When I think back to the numerous occasions on which I was out with either the Conservative association for the same constituency, or for the one next door for that matter (my former home moved from one to the other with boundary changes in 2003), the normal turnout was between twenty and thirty – not always, but much more often than not. There might be the odd one or two from outside the association, but they were more likely to be possible new recruits to the party than 'outsiders'.
We did not consider those numbers to be particularly 'big', though they were pleasing. This would apply ahead of or during general elections, local elections, and council by-elections. I witnessed much of it personally, including in a by-election in Cllr Osborne's own ward, for example one such group meeting up in Luton Recreation Ground.
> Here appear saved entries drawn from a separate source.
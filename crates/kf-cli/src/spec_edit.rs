//! `key=value` assignments against a spec's persisted JSON shape.

use anyhow::{anyhow, bail, Context, Result};
use kf_schemas::{CustomValue, Spec, YesNo};
use serde_json::Value;

/// Apply `path=value` assignments to a copy of `spec`.
///
/// Paths use the persisted camelCase names, dotted for nesting
/// (`brightness`, `extended.enclosure.ipRating`). `custom.<key>` sets a
/// custom field value. The result is not clamped.
pub fn apply_assignments(spec: &Spec, assignments: &[String]) -> Result<Spec> {
    let mut doc = serde_json::to_value(spec).context("serialize spec failed")?;
    for raw in assignments {
        let (path, value) = raw
            .split_once('=')
            .with_context(|| format!("expected path=value, got {raw:?}"))?;
        let path = path.trim();
        if let Some(key) = path.strip_prefix("custom.") {
            set_custom(&mut doc, key, value)?;
        } else {
            set_path(&mut doc, path, value)?;
        }
    }
    serde_json::from_value(doc).context("spec does not accept these values")
}

fn set_path(doc: &mut Value, path: &str, raw: &str) -> Result<()> {
    let mut slot = &mut *doc;
    for part in path.split('.') {
        slot = slot
            .get_mut(part)
            .ok_or_else(|| anyhow!("unknown spec field: {path}"))?;
    }
    *slot = typed_like(slot, raw).with_context(|| format!("bad value for {path}"))?;
    Ok(())
}

/// Parse `raw` into the JSON type the field already holds.
fn typed_like(current: &Value, raw: &str) -> Result<Value> {
    let raw = raw.trim();
    Ok(match current {
        Value::String(_) => Value::String(raw.to_string()),
        Value::Bool(_) => Value::Bool(parse_bool(raw)?),
        Value::Number(_) => {
            let n: u64 = raw.parse().with_context(|| format!("not a number: {raw}"))?;
            Value::from(n)
        }
        Value::Array(_) => {
            if raw.starts_with('[') {
                serde_json::from_str(raw).context("invalid JSON list")?
            } else {
                Value::Array(
                    raw.split(',')
                        .map(str::trim)
                        .filter(|s| !s.is_empty())
                        .map(|s| Value::String(s.to_string()))
                        .collect(),
                )
            }
        }
        Value::Null => {
            if raw.is_empty() {
                Value::Null
            } else {
                serde_json::from_str(raw).unwrap_or_else(|_| Value::String(raw.to_string()))
            }
        }
        Value::Object(_) => serde_json::from_str(raw).context("invalid JSON object")?,
    })
}

fn parse_bool(raw: &str) -> Result<bool> {
    match raw.to_ascii_lowercase().as_str() {
        "true" | "yes" | "on" | "1" => Ok(true),
        "false" | "no" | "off" | "0" => Ok(false),
        other => bail!("not a boolean: {other}"),
    }
}

fn set_custom(doc: &mut Value, key: &str, raw: &str) -> Result<()> {
    let raw = raw.trim();
    let value = match raw {
        "Yes" => CustomValue::YesNo(YesNo::Yes),
        "No" => CustomValue::YesNo(YesNo::No),
        _ => match raw.parse::<f64>() {
            Ok(n) if n.is_finite() => CustomValue::Number(n),
            _ => CustomValue::Text(raw.to_string()),
        },
    };
    let custom = doc
        .get_mut("custom")
        .and_then(Value::as_object_mut)
        .context("spec has no custom section")?;
    custom.insert(
        key.to_string(),
        serde_json::to_value(value).context("serialize custom value failed")?,
    );
    Ok(())
}
//! Scenario: import through the engine into a file repository
//!
//! # Invariants under test
//!
//! 1. An accepted import is stored, becomes the latest order and is what a
//!    reopened engine resumes.
//! 2. The imported audit history is mirrored into the order's journal.
//! 3. An import whose id is not a safe file name is refused: the current
//!    order, the stored orders and the latest pointer are untouched, and no
//!    file is written outside the data directory.

use std::path::Path;
use std::sync::Arc;

use kf_audit::{verify_journal, VerifyResult};
use kf_catalog::ConstraintCatalog;
use kf_engine::{JournalConfig, OrderEngine};
use kf_pricing::LocalHeuristicOracle;
use kf_schemas::OrderStatus;
use kf_store::{FileOrderRepository, ImportError, OrderRepository};
use kf_testkit::{stepping_clock, t0};

fn open_engine(root: &Path) -> OrderEngine<FileOrderRepository> {
    let repo = FileOrderRepository::open(root).unwrap();
    OrderEngine::open(repo, ConstraintCatalog::default(), Arc::new(LocalHeuristicOracle))
        .with_clock(stepping_clock(t0(), chrono::Duration::seconds(1)))
        .with_journal(JournalConfig {
            dir: root.join("audit"),
            hash_chain: true,
        })
}

#[test]
fn accepted_import_is_stored_and_resumed() {
    let dir = tempfile::tempdir().unwrap();
    let root = dir.path().join("data");
    {
        let mut e = open_engine(&root);
        let o = e
            .import(r#"{"orderId":"ORD-IMP001","client":{"clientName":"Acme Rail"}}"#)
            .unwrap();
        assert_eq!(o.order_id, "ORD-IMP001");

        let stored = e.repository().get("ORD-IMP001").unwrap().unwrap();
        assert_eq!(stored.client.client_name, "Acme Rail");
        assert_eq!(
            e.repository().latest_id().unwrap().as_deref(),
            Some("ORD-IMP001")
        );
        assert_eq!(
            verify_journal(e.repository().journal_path("ORD-IMP001").unwrap()).unwrap(),
            VerifyResult::Valid { lines: 1 }
        );
    }

    let e = open_engine(&root);
    assert_eq!(e.current().order_id, "ORD-IMP001");
    assert_eq!(e.current().status, OrderStatus::Intake);
    assert_eq!(e.current().audit.entries()[0].action, "ORDER_NORMALIZED");
}

#[test]
fn path_like_import_id_is_refused() {
    let dir = tempfile::tempdir().unwrap();
    let root = dir.path().join("data");
    let mut e = open_engine(&root);
    let before = e.current().clone();
    let ids_before = e.repository().order_ids().unwrap();

    let err = e.import(r#"{"orderId":"../../escaped"}"#).unwrap_err();
    assert!(matches!(err, ImportError::Malformed(_)), "{err}");

    assert_eq!(e.current(), &before);
    assert_eq!(e.repository().order_ids().unwrap(), ids_before);
    assert_eq!(
        e.repository().latest_id().unwrap().as_deref(),
        Some(before.order_id.as_str())
    );
    assert!(!dir.path().join("escaped.jsonl").exists());
    assert!(!dir.path().join("escaped.json").exists());

    drop(e);
    let e = open_engine(&root);
    assert_eq!(e.current().order_id, before.order_id);
}
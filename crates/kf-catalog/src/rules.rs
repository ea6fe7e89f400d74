//! Declarative compliance rules stored in the catalog.
//!
//! Rules are data: an administrator adds a rule by adding a YAML entry, not
//! by changing code. Evaluation lives in `kf-compliance`.
//!
//! ```yaml
//! rules:
//!   - id: thermal-ambient
//!     domain: thermal
//!     check: ceiling_at
//!     field: custom.max_ambient_c
//!     max: 40
//! ```

use serde::{Deserialize, Serialize};

/// Engineering area a rule belongs to. Used for grouping in reports.
#[derive(Debug, Clone, Copy, PartialEq, Eq, Hash, PartialOrd, Ord, Serialize, Deserialize)]
#[serde(rename_all = "snake_case")]
pub enum RuleDomain {
    Client,
    Display,
    Panel,
    Touch,
    Thermal,
    Compute,
    IoSecurity,
    VideoSignal,
    Firmware,
    Documentation,
    Warranty,
    Custom,
}

impl RuleDomain {
    pub fn as_str(&self) -> &'static str {
        match self {
            RuleDomain::Client => "client",
            RuleDomain::Display => "display",
            RuleDomain::Panel => "panel",
            RuleDomain::Touch => "touch",
            RuleDomain::Thermal => "thermal",
            RuleDomain::Compute => "compute",
            RuleDomain::IoSecurity => "io_security",
            RuleDomain::VideoSignal => "video_signal",
            RuleDomain::Firmware => "firmware",
            RuleDomain::Documentation => "documentation",
            RuleDomain::Warranty => "warranty",
            RuleDomain::Custom => "custom",
        }
    }
}

/// A path into the order (spec or client) that a rule inspects.
///
/// Serialized as a dotted string: `brightness`, `ext.ports.hdmi_out`,
/// `custom.max_ambient_c`.
#[derive(Debug, Clone, PartialEq, Eq, Hash, Serialize, Deserialize)]
#[serde(try_from = "String", into = "String")]
pub enum FieldRef {
    ClientName,
    Company,
    Email,
    DisplayBrand,
    Size,
    Resolution,
    Brightness,
    Contrast,
    CpuRam,
    Os,
    HasTouch,
    TouchType,
    EnclosureType,
    Color,
    LabelsProvided,
    ManualProvided,
    ProofBeforeShip,
    VisualProof,
    Packaging,
    Certifications,
    OriginCountry,
    CanadianWireColors,
    NoSubstitutions,
    WarrantyYears,
    Peripherals,
    ExtScreenSize,
    ExtPanelBrandTier,
    ExtBrightnessTier,
    ExtTouchTech,
    ExtTouchGlass,
    ExtOs,
    ExtCpu,
    ExtRam,
    ExtStorage,
    ExtGpuRequired,
    ExtUsb2,
    ExtUsb3,
    ExtRj45,
    ExtHdmiIn,
    ExtHdmiOut,
    ExtSerial,
    ExtAudio,
    ExtPaymentId,
    ExtPrinting,
    ExtEnclosureMaterial,
    ExtIpRating,
    ExtSoftwareCms,
    ExtWarrantyYears,
    ExtShipping,
    ExtCertifications,
    Custom(String),
}

const NAMED: &[(&str, FieldRef)] = &[
    ("client_name", FieldRef::ClientName),
    ("company", FieldRef::Company),
    ("email", FieldRef::Email),
    ("display_brand", FieldRef::DisplayBrand),
    ("size", FieldRef::Size),
    ("resolution", FieldRef::Resolution),
    ("brightness", FieldRef::Brightness),
    ("contrast", FieldRef::Contrast),
    ("cpu_ram", FieldRef::CpuRam),
    ("os", FieldRef::Os),
    ("has_touch", FieldRef::HasTouch),
    ("touch_type", FieldRef::TouchType),
    ("enclosure_type", FieldRef::EnclosureType),
    ("color", FieldRef::Color),
    ("labels_provided", FieldRef::LabelsProvided),
    ("manual_provided", FieldRef::ManualProvided),
    ("proof_before_ship", FieldRef::ProofBeforeShip),
    ("visual_proof", FieldRef::VisualProof),
    ("packaging", FieldRef::Packaging),
    ("certifications", FieldRef::Certifications),
    ("origin_country", FieldRef::OriginCountry),
    ("canadian_wire_colors", FieldRef::CanadianWireColors),
    ("no_substitutions", FieldRef::NoSubstitutions),
    ("warranty_years", FieldRef::WarrantyYears),
    ("peripherals", FieldRef::Peripherals),
    ("ext.screen_size", FieldRef::ExtScreenSize),
    ("ext.panel_brand_tier", FieldRef::ExtPanelBrandTier),
    ("ext.brightness_tier", FieldRef::ExtBrightnessTier),
    ("ext.touch_tech", FieldRef::ExtTouchTech),
    ("ext.touch_glass", FieldRef::ExtTouchGlass),
    ("ext.os", FieldRef::ExtOs),
    ("ext.cpu", FieldRef::ExtCpu),
    ("ext.ram", FieldRef::ExtRam),
    ("ext.storage", FieldRef::ExtStorage),
    ("ext.gpu_required", FieldRef::ExtGpuRequired),
    ("ext.ports.usb2", FieldRef::ExtUsb2),
    ("ext.ports.usb3", FieldRef::ExtUsb3),
    ("ext.ports.rj45", FieldRef::ExtRj45),
    ("ext.ports.hdmi_in", FieldRef::ExtHdmiIn),
    ("ext.ports.hdmi_out", FieldRef::ExtHdmiOut),
    ("ext.ports.serial", FieldRef::ExtSerial),
    ("ext.ports.audio", FieldRef::ExtAudio),
    ("ext.peripherals.payment_id", FieldRef::ExtPaymentId),
    ("ext.peripherals.printing", FieldRef::ExtPrinting),
    ("ext.enclosure.material", FieldRef::ExtEnclosureMaterial),
    ("ext.enclosure.ip_rating", FieldRef::ExtIpRating),
    ("ext.software.cms", FieldRef::ExtSoftwareCms),
    ("ext.warranty.years", FieldRef::ExtWarrantyYears),
    ("ext.logistics.shipping", FieldRef::ExtShipping),
    ("ext.certifications", FieldRef::ExtCertifications),
];

const CUSTOM_PREFIX: &str = "custom.";

impl FieldRef {
    pub fn path(&self) -> String {
        if let FieldRef::Custom(key) = self {
            return format!("{CUSTOM_PREFIX}{key}");
        }
        NAMED
            .iter()
            .find(|(_, f)| f == self)
            .map(|(name, _)| (*name).to_string())
            .unwrap_or_default()
    }

    /// Human label used in warning messages.
    pub fn label(&self) -> String {
        match self {
            FieldRef::ClientName => "Client name".to_string(),
            FieldRef::Company => "Company".to_string(),
            FieldRef::Email => "Email".to_string(),
            FieldRef::DisplayBrand => "Display brand".to_string(),
            FieldRef::Size => "Display size".to_string(),
            FieldRef::Resolution => "Resolution".to_string(),
            FieldRef::Brightness => "Brightness".to_string(),
            FieldRef::Contrast => "Contrast".to_string(),
            FieldRef::CpuRam => "CPU/RAM".to_string(),
            FieldRef::Os => "OS".to_string(),
            FieldRef::HasTouch => "Touch".to_string(),
            FieldRef::TouchType => "Touch type".to_string(),
            FieldRef::EnclosureType => "Enclosure type".to_string(),
            FieldRef::Color => "Color".to_string(),
            FieldRef::LabelsProvided => "Labels".to_string(),
            FieldRef::ManualProvided => "Manual".to_string(),
            FieldRef::ProofBeforeShip => "Proof before ship".to_string(),
            FieldRef::VisualProof => "Visual proof".to_string(),
            FieldRef::Packaging => "Packaging".to_string(),
            FieldRef::Certifications => "Certifications".to_string(),
            FieldRef::OriginCountry => "Origin country".to_string(),
            FieldRef::CanadianWireColors => "Canadian wiring colors".to_string(),
            FieldRef::NoSubstitutions => "No substitutions".to_string(),
            FieldRef::WarrantyYears => "Warranty years".to_string(),
            FieldRef::Peripherals => "Peripherals".to_string(),
            FieldRef::ExtScreenSize => "Screen size".to_string(),
            FieldRef::ExtPanelBrandTier => "Panel brand tier".to_string(),
            FieldRef::ExtBrightnessTier => "Brightness tier".to_string(),
            FieldRef::ExtTouchTech => "Touch technology".to_string(),
            FieldRef::ExtTouchGlass => "Touch glass".to_string(),
            FieldRef::ExtOs => "Operating system".to_string(),
            FieldRef::ExtCpu => "CPU".to_string(),
            FieldRef::ExtRam => "RAM".to_string(),
            FieldRef::ExtStorage => "Storage".to_string(),
            FieldRef::ExtGpuRequired => "GPU".to_string(),
            FieldRef::ExtUsb2 => "USB 2.0 ports".to_string(),
            FieldRef::ExtUsb3 => "USB 3.0 ports".to_string(),
            FieldRef::ExtRj45 => "RJ45 ports".to_string(),
            FieldRef::ExtHdmiIn => "HDMI inputs".to_string(),
            FieldRef::ExtHdmiOut => "HDMI outputs".to_string(),
            FieldRef::ExtSerial => "Serial ports".to_string(),
            FieldRef::ExtAudio => "Audio ports".to_string(),
            FieldRef::ExtPaymentId => "Payment/ID peripherals".to_string(),
            FieldRef::ExtPrinting => "Printing".to_string(),
            FieldRef::ExtEnclosureMaterial => "Enclosure material".to_string(),
            FieldRef::ExtIpRating => "IP rating".to_string(),
            FieldRef::ExtSoftwareCms => "Software".to_string(),
            FieldRef::ExtWarrantyYears => "Extended warranty years".to_string(),
            FieldRef::ExtShipping => "Shipping term".to_string(),
            FieldRef::ExtCertifications => "Extended certifications".to_string(),
            FieldRef::Custom(key) => key.clone(),
        }
    }
}

impl TryFrom<String> for FieldRef {
    type Error = String;

    fn try_from(raw: String) -> Result<Self, Self::Error> {
        let t = raw.trim();
        if let Some(key) = t.strip_prefix(CUSTOM_PREFIX) {
            if key.is_empty() {
                return Err("custom field reference is missing its key".to_string());
            }
            return Ok(FieldRef::Custom(key.to_string()));
        }
        NAMED
            .iter()
            .find(|(name, _)| *name == t)
            .map(|(_, f)| f.clone())
            .ok_or_else(|| format!("unknown field reference: {t}"))
    }
}

impl From<FieldRef> for String {
    fn from(f: FieldRef) -> Self {
        f.path()
    }
}

impl std::fmt::Display for FieldRef {
    fn fmt(&self, f: &mut std::fmt::Formatter<'_>) -> std::fmt::Result {
        f.write_str(&self.path())
    }
}

/// The predicate a rule asserts about its field.
#[derive(Debug, Clone, PartialEq, Serialize, Deserialize)]
#[serde(tag = "check", rename_all = "snake_case")]
pub enum RuleCheck {
    /// Text value must be one of `allowed`.
    MemberOf { field: FieldRef, allowed: Vec<String> },
    /// Numeric value must be at least `min`.
    FloorAt { field: FieldRef, min: f64 },
    /// Numeric value must be at most `max`.
    CeilingAt { field: FieldRef, max: f64 },
    /// Value must be present and non-blank.
    NonBlank { field: FieldRef },
    /// List value must contain every entry of `values`.
    Requires { field: FieldRef, values: Vec<String> },
}

impl RuleCheck {
    pub fn field(&self) -> &FieldRef {
        match self {
            RuleCheck::MemberOf { field, .. }
            | RuleCheck::FloorAt { field, .. }
            | RuleCheck::CeilingAt { field, .. }
            | RuleCheck::NonBlank { field }
            | RuleCheck::Requires { field, .. } => field,
        }
    }
}

/// Optional guard: the rule applies only when `field` equals `equals`.
#[derive(Debug, Clone, PartialEq, Eq, Serialize, Deserialize)]
pub struct RuleCondition {
    pub field: FieldRef,
    pub equals: String,
}

#[derive(Debug, Clone, PartialEq, Serialize, Deserialize)]
pub struct RuleSpec {
    pub id: String,
    pub domain: RuleDomain,
    #[serde(flatten)]
    pub check: RuleCheck,
    #[serde(default, skip_serializing_if = "Option::is_none")]
    pub when: Option<RuleCondition>,
    /// Overrides the generated warning text.
    #[serde(default, skip_serializing_if = "Option::is_none")]
    pub message: Option<String>,
}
I have posted another tweet, again not to any of the (at least five) Twitter accounts run by local Labour, this time simply to comment that I 'seem to have touched a nerve'; and shall keep this post in draft for a day or so to give them a chance to response if they so choose.
UPDATE: They didn't come back at me, even after more than a day, I suspect because this time they have even less they can say than their half-hearted and somewhat desperate first attempt, so I am now publishing this post.